## What to produce
A word-for-word transcription of the data below is required.

Provided records Start Marker

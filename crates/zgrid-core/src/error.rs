//! Error types for grid operations.

use crate::coord::{Axis, Bounds3};
use std::error::Error;
use std::fmt;

/// Errors arising from grid writes and range primitives.
///
/// Reads never fail: a missing cell is reported as `None`, not as an
/// error.
#[derive(Clone, Debug, PartialEq, Eq)]
pub enum GridError {
    /// A key range was passed with `lo > hi`.
    InvalidRange {
        /// Lower bound as passed.
        lo: u64,
        /// Upper bound as passed.
        hi: u64,
    },
    /// A curve key lies above the largest encodable key.
    KeyOutOfDomain {
        /// The offending key.
        key: u64,
        /// Largest valid key.
        max: u64,
    },
    /// A coordinate lies outside the encodable domain.
    CoordinateOutOfRange {
        /// Axis of the offending component.
        axis: Axis,
        /// The offending value.
        value: i32,
        /// Smallest valid value.
        min: i32,
        /// Largest valid value.
        max: i32,
    },
    /// A box has `min > max` on some axis.
    InvalidBounds {
        /// The offending box.
        bounds: Bounds3,
    },
}

impl fmt::Display for GridError {
    fn fmt(&self, f: &mut fmt::Formatter<'_>) -> fmt::Result {
        match self {
            Self::InvalidRange { lo, hi } => {
                write!(f, "invalid key range: lo {lo:#x} > hi {hi:#x}")
            }
            Self::KeyOutOfDomain { key, max } => {
                write!(f, "key {key:#x} exceeds maximum {max:#x}")
            }
            Self::CoordinateOutOfRange {
                axis,
                value,
                min,
                max,
            } => {
                write!(f, "{axis} coordinate {value} outside [{min}, {max}]")
            }
            Self::InvalidBounds { bounds } => {
                write!(f, "invalid bounds {bounds}: min exceeds max")
            }
        }
    }
}

impl Error for GridError {}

Provided records End Marker

## Reply
filename crates/zgrid-core/src/error.rs
//! Error types for grid operations.

use crate::coord::{Axis, Bounds3};
use std::error::Error;
use std::fmt;

/// Errors arising from grid writes and range primitives.
///
/// Reads never fail: a missing cell is reported as `None`, not as an
/// error.
#[derive(Clone, Debug, PartialEq, Eq)]
pub enum GridError {
    /// A key range was passed with `lo > hi`.
    InvalidRange {
        /// Lower bound as passed.
        lo: u64,
        /// Upper bound as passed.
        hi: u64,
    },
    /// A curve key lies above the largest encodable key.
    KeyOutOfDomain {
        /// The offending key.
        key: u64,
        /// Largest valid key.
        max: u64,
    },
    /// A coordinate lies outside the encodable domain.
    CoordinateOutOfRange {
        /// Axis of the offending component.
        axis: Axis,
        /// The offending value.
        value: i32,
        /// Smallest valid value.
        min: i32,
        /// Largest valid value.
        max: i32,
    },
    /// A box has `min > max` on some axis.
    InvalidBounds {
        /// The offending box.
        bounds: Bounds3,
    },
}

impl fmt::Display for GridError {
    fn fmt(&self, f: &mut fmt::Formatter<'_>) -> fmt::Result {
        match self {
            Self::InvalidRange { lo, hi } => {
                write!(f, "invalid key range: lo {lo:#x} > hi {hi:#x}")
            }
            Self::KeyOutOfDomain { key, max } => {
                write!(f, "key {key:#x} exceeds maximum {max:#x}")
            }
            Self::CoordinateOutOfRange {
                axis,
                value,
                min,
                max,
            } => {
                write!(f, "{axis} coordinate {value} outside [{min}, {max}]")
            }
            Self::InvalidBounds { bounds } => {
                write!(f, "invalid bounds {bounds}: min exceeds max")
            }
        }
    }
}

impl Error for GridError {}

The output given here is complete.